Une prière pour la Guinée

Publié le par farbasy

Imaginons 26 000 électeurs étrangers, soit à peu près la population de la ville de Kaffrine, convoqués aux urnes dimanche prochain à Dakar pour choisir le président de leur pays d'origine. Tel est le scénario vers lequel on s'achemine demain dans la capitale sénégalaise. Nos frères et soeurs guinéens vivants parmi nous auront l'insigne honneur de goûter aux délices de la démocratie en départageant les candidats Cellou Dalein Diallo et Alpha Condé. Le stade Iba Mar Diop, qui comptera 33 bureaux de vote, sera ainsi l'espace d'une journée, le plus grand centre de vote situé en dehors des frontières de la Guinée. Pour un pays comme le Sénégal se targuant d'être celui de la Téranga, cette situation est à la fois source de fierté mais aussi d'inquiétudes.  Nous avons le devoir de prouver à la face du monde entier que nous sommes un pays capable de permettre à des étrangers de choisir en sécurité leur futur dirigeant. Après l'accueil des étudiant haïtiens, permettre au Guinéens de voter dans le calme et la sérénité à Dakar conforterait notre image de peuple de l'hospitalité.

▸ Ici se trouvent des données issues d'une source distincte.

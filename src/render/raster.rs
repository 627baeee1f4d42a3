use std::{path::Path, sync::Arc};

use crate::{
    foundation::error::{RecalcError, RecalcResult},
    render::frame::FrameRGBA,
    scene::model::Scene,
};

/// Largest frame edge the rasterizer accepts.
const MAX_DIM: u32 = 16_384;

/// CPU rasterizer for compiled scene SVGs.
///
/// System fonts and any configured font directories are loaded once, when the rasterizer is
/// created.
pub struct SvgRasterizer {
    options: usvg::Options<'static>,
}

impl SvgRasterizer {
    /// Load system fonts plus `.ttf`/`.otf`/`.ttc` files found directly in `font_dirs`.
    #[tracing::instrument(skip(font_dirs))]
    pub fn new<P: AsRef<Path>>(font_dirs: &[P]) -> Self {
        let mut db = usvg::fontdb::Database::new();
        db.load_system_fonts();
        for dir in font_dirs {
            load_fonts_from_dir(&mut db, dir.as_ref());
        }
        tracing::debug!(faces = db.len(), "font database ready");

        Self {
            options: usvg::Options {
                fontdb: Arc::new(db),
                font_resolver: font_resolver(),
                ..Default::default()
            },
        }
    }

    /// Number of font faces available to text.
    pub fn font_faces(&self) -> usize {
        self.options.fontdb.len()
    }

    /// Rasterize an SVG document to a premultiplied frame of `width` x `height`.
    pub fn rasterize(&self, svg: &str, width: u32, height: u32) -> RecalcResult<FrameRGBA> {
        if width == 0 || height == 0 || width > MAX_DIM || height > MAX_DIM {
            return Err(RecalcError::validation(format!(
                "raster size {width}x{height} out of range (1..={MAX_DIM})"
            )));
        }
        let tree = usvg::Tree::from_str(svg, &self.options)
            .map_err(|e| RecalcError::evaluation(format!("parse svg tree: {e}")))?;

        let mut pixmap = resvg::tiny_skia::Pixmap::new(width, height)
            .ok_or_else(|| RecalcError::evaluation("failed to allocate pixmap"))?;
        let sx = (width as f32) / tree.size().width();
        let sy = (height as f32) / tree.size().height();
        resvg::render(
            &tree,
            resvg::tiny_skia::Transform::from_scale(sx, sy),
            &mut pixmap.as_mut(),
        );

        Ok(FrameRGBA {
            width,
            height,
            data: pixmap.take(),
            premultiplied: true,
        })
    }

    /// Compile and rasterize the current state of `scene` at its canvas size.
    pub fn render_scene(&self, scene: &Scene) -> RecalcResult<FrameRGBA> {
        let canvas = scene.canvas();
        let svg = crate::render::svg::scene_to_svg(scene)?;
        self.rasterize(&svg, canvas.width, canvas.height)
    }
}

fn load_fonts_from_dir(db: &mut usvg::fontdb::Database, dir: &Path) {
    let Ok(rd) = std::fs::read_dir(dir) else {
        tracing::warn!(dir = %dir.display(), "font directory not readable");
        return;
    };

    for entry in rd.flatten() {
        let path = entry.path();
        let is_font = path
            .extension()
            .and_then(|s| s.to_str())
            .map(|ext| matches!(ext.to_ascii_lowercase().as_str(), "ttf" | "otf" | "ttc"))
            .unwrap_or(false);
        if is_font
            && path.is_file()
            && let Err(e) = db.load_font_file(&path)
        {
            tracing::warn!(path = %path.display(), error = %e, "skipping font file");
        }
    }
}

/// Resolve CSS family lists, falling back to any installed face.
fn font_resolver() -> usvg::FontResolver<'static> {
    usvg::FontResolver {
        select_font: Box::new(|font, fontdb| {
            let mut families: Vec<usvg::fontdb::Family<'_>> = font
                .families()
                .iter()
                .map(|family| match family {
                    usvg::FontFamily::Serif => usvg::fontdb::Family::Serif,
                    usvg::FontFamily::SansSerif => usvg::fontdb::Family::SansSerif,
                    usvg::FontFamily::Cursive => usvg::fontdb::Family::Cursive,
                    usvg::FontFamily::Fantasy => usvg::fontdb::Family::Fantasy,
                    usvg::FontFamily::Monospace => usvg::fontdb::Family::Monospace,
                    usvg::FontFamily::Named(name) => usvg::fontdb::Family::Name(name),
                })
                .collect();
            families.push(usvg::fontdb::Family::SansSerif);

            let query = usvg::fontdb::Query {
                families: &families,
                weight: usvg::fontdb::Weight(font.weight()),
                stretch: usvg::fontdb::Stretch::Normal,
                style: usvg::fontdb::Style::Normal,
            };
            fontdb
                .query(&query)
                .or_else(|| fontdb.faces().next().map(|f| f.id))
        }),
        select_fallback: usvg::FontResolver::default_fallback_selector(),
    }
}

#[cfg(test)]
#[path = "../../tests/unit/render/raster.rs"]
mod tests;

L'accomplissement de ce challenge sera d'autant plus salutaire que de sombres nuages planent sur cette élection en Guinée. Chez nos voisins du sud, la tension est actuellement à son comble entre militants des deux candidats du second tour de l'élection. Sur fond de violences inter-ethniques entre Malinkés et Peuls, du sang a coulé durant la campagne électorale. Malgré les pactes de non agressions plusieurs fois signés entre Cellou et Alpha, les mauvais démons persistent. L'Etat sénégalais a le devoir de veiller à ce que cette situation délétère prévalant en Guiéne ne s'exporte auprès de la grande colonies guinéennes du Sénégal estimée à près de deux millions d'individus. Avec un nombre d'électeurs équivalant presque à la population de la ville de Kaffrine,  les autorités ne doivent permettre aucun débordement ou acte de vandalisme dimanche prochain. Pour cela, le stade Iba Mar Diop, lieu désigné pour abriter les opérations à Dakar devrait être l'objet d'attentions particulières avant pendant et après le scrutin. Ceci, afin d'éviter des attroupements susceptibles de finir en gabarres entre partisans des deux candidats. A l'image du premier tour qui s'était bien déroulé dans la capitale sénégalaise, ce second tour devrait être une fête de la démocratie. Une occasion pour la communauté guinéennes de faire table rase sur plus de 50 ans de dictature. Que la fête soit belle.